As for chores, my grandma had to fill the wood box for the kitchen stove. During summer she had to help hay and drive tractor. Also in the summer she worked at a fruit stand for twenty-five cents an hour. The fruit stand was located where the post office downtown now stands. When she was in high school, she worked at Cennedy's Restaurant for $3 a day. It was located where LaChapelle Insurance is now. She worked from 8-2 then 5-8, a long day. For fun she liked to sew and make her own clothes, which saved money.

I'm very thankful I got to interview my grandma. I enjoyed learning about her past.


By: Tonya Smith

Sitting in grandma's neat, cleaning living room, listening to her talk about her childhood, made me realize that her childhood was very neat. Her childhood was a lot like mine, but she made it more fun.

My grandma was born on March 5, 1927. As she grew up she and her friends would go ice skating or riding bikes. Sometimes they played games all day or until the big whistle blew. The whistle was town curfew. Grandma said all the kids were like one big family.

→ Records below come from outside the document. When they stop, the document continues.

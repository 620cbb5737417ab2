//! Device error codes
//!
//! An error response carries its code as the first two bytes (LE) of
//! `property_data`.

use errors::{XcomError, XcomResult};
use serde::Serialize;
use tracing::warn;

use crate::package::Package;

pub const UNKNOWN_ERROR: &str = "UNKNOWN_ERROR";

#[derive(Debug, Clone, Copy, PartialEq, Eq, Serialize)]
pub struct ErrorCode {
    pub code: u16,
    pub label: &'static str,
}

const fn entry(code: u16, label: &'static str) -> ErrorCode {
    ErrorCode { code, label }
}

/// Error codes documented for the Xcom gateway
pub const ERROR_CODES: [ErrorCode; 23] = [
    entry(0x0001, "INVALID_FRAME"),
    entry(0x0002, "DEVICE_NOT_FOUND"),
    entry(0x0003, "RESPONSE_TIMEOUT"),
    entry(0x0011, "SERVICE_NOT_SUPPORTED"),
    entry(0x0012, "INVALID_SERVICE_ARGUMENT"),
    entry(0x0013, "SCOM_ERROR_GATEWAY_BUSY"),
    entry(0x0021, "TYPE_NOT_SUPPORTED"),
    entry(0x0022, "OBJECT_ID_NOT_FOUND"),
    entry(0x0023, "PROPERTY_NOT_SUPPORTED"),
    entry(0x0024, "INVALID_DATA_LENGTH"),
    entry(0x0025, "PROPERTY_IS_READ_ONLY"),
    entry(0x0026, "INVALID_DATA"),
    entry(0x0027, "DATA_TOO_SMALL"),
    entry(0x0028, "DATA_TOO_BIG"),
    entry(0x0029, "WRITE_PROPERTY_FAILED"),
    entry(0x002A, "READ_PROPERTY_FAILED"),
    entry(0x002B, "ACCESS_DENIED"),
    entry(0x002C, "SCOM_ERROR_OBJECT_NOT_SUPPORTED"),
    entry(0x002D, "SCOM_ERROR_MULTICAST_READ_NOT_SUPPORTED"),
    entry(0x002E, "OBJECT_PROPERTY_INVALID"),
    entry(0x002F, "FILE_OR_DIR_NOT_PRESENT"),
    entry(0x0030, "FILE_CORRUPTED"),
    entry(0x0081, "INVALID_SHELL_ARG"),
];

/// Label of a code, `UNKNOWN_ERROR` when unmapped
pub fn label(code: u16) -> &'static str {
    ERROR_CODES
        .iter()
        .find(|e| e.code == code)
        .map_or(UNKNOWN_ERROR, |e| e.label)
}

/// Code and label carried by an error payload
///
/// A payload shorter than two bytes has no readable code and maps to
/// `UNKNOWN_ERROR` with code 0.
pub fn classify(payload: &[u8]) -> ErrorCode {
    match payload {
        [lo, hi, ..] => {
            let code = u16::from_le_bytes([*lo, *hi]);
            entry(code, label(code))
        }
        _ => entry(0, UNKNOWN_ERROR),
    }
}

/// Validate a reply: error flag first, then the response flag
pub fn check_response(reply: &Package) -> XcomResult<&Package> {
    if let Some(payload) = reply.error_payload() {
        let ErrorCode { code, label } = classify(payload);
        warn!(code = %format!("0x{code:04X}"), label, "Device returned error");
        return Err(XcomError::Protocol {
            code,
            label: label.to_string(),
        });
    }
    if !reply.is_response() {
        return Err(XcomError::UnexpectedResponse(format!(
            "response flag not set (service_flags=0x{:02X})",
            reply.frame.service_flags
        )));
    }
    Ok(reply)
}

#[cfg(test)]
#[allow(clippy::disallowed_methods)] // Test code - unwrap is acceptable
mod tests {
    use super::*;
    use crate::constants::{ObjectType, PropertyId, ServiceId, FLAG_ERROR, FLAG_RESPONSE};

    fn reply(flags: u8, data: &'static [u8]) -> Package {
        let mut pkg = Package::request(
            ServiceId::READ_PROPERTY,
            ObjectType::INFO,
            3011,
            PropertyId::VALUE,
            bytes::Bytes::from_static(data),
        );
        pkg.frame.service_flags = flags;
        pkg
    }

    #[test]
    fn test_table_is_unique() {
        let mut codes: Vec<u16> = ERROR_CODES.iter().map(|e| e.code).collect();
        codes.sort_unstable();
        codes.dedup();
        assert_eq!(codes.len(), ERROR_CODES.len());
    }

    #[test]
    fn test_classify() {
        assert_eq!(classify(&[0x22, 0x00]).label, "OBJECT_ID_NOT_FOUND");
        assert_eq!(classify(&[0x81, 0x00, 0xFF]).label, "INVALID_SHELL_ARG");
        assert_eq!(classify(&[0x99, 0x00]), entry(0x99, UNKNOWN_ERROR));
        assert_eq!(classify(&[0x22]).label, UNKNOWN_ERROR);
        assert_eq!(classify(&[]).code, 0);
    }

    #[test]
    fn test_check_response_ok() {
        let pkg = reply(FLAG_RESPONSE, &[0x00, 0x00, 0x66, 0x43]);
        assert!(check_response(&pkg).is_ok());
    }

    #[test]
    fn test_check_response_error() {
        let pkg = reply(FLAG_RESPONSE | FLAG_ERROR, &[0x22, 0x00]);
        match check_response(&pkg).unwrap_err() {
            XcomError::Protocol { code, label } => {
                assert_eq!(code, 0x22);
                assert_eq!(label, "OBJECT_ID_NOT_FOUND");
            }
            other => panic!("unexpected error {other:?}"),
        }
    }

    #[test]
    fn test_check_response_not_a_response() {
        let pkg = reply(0, &[]);
        assert!(matches!(
            check_response(&pkg),
            Err(XcomError::UnexpectedResponse(_))
        ));
    }
}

When my grandma Joyce went to school, it started at 9:00. At 12:00 until 1:00 all the town kids would go home for lunch. Of course, they walked uphill both ways (ha,ha). After 1:00 she would go back to school and stay there until 4:00. Then it was time for doing homework and playing with friends. Back then the school building looked differently, but it was in the same spot as now.

As grandma finished talking, I realized that she may be a lot older than me, but when she was my age she did the same things as I do. Now when grandma tells me that she knows what I am going through, I know she really does.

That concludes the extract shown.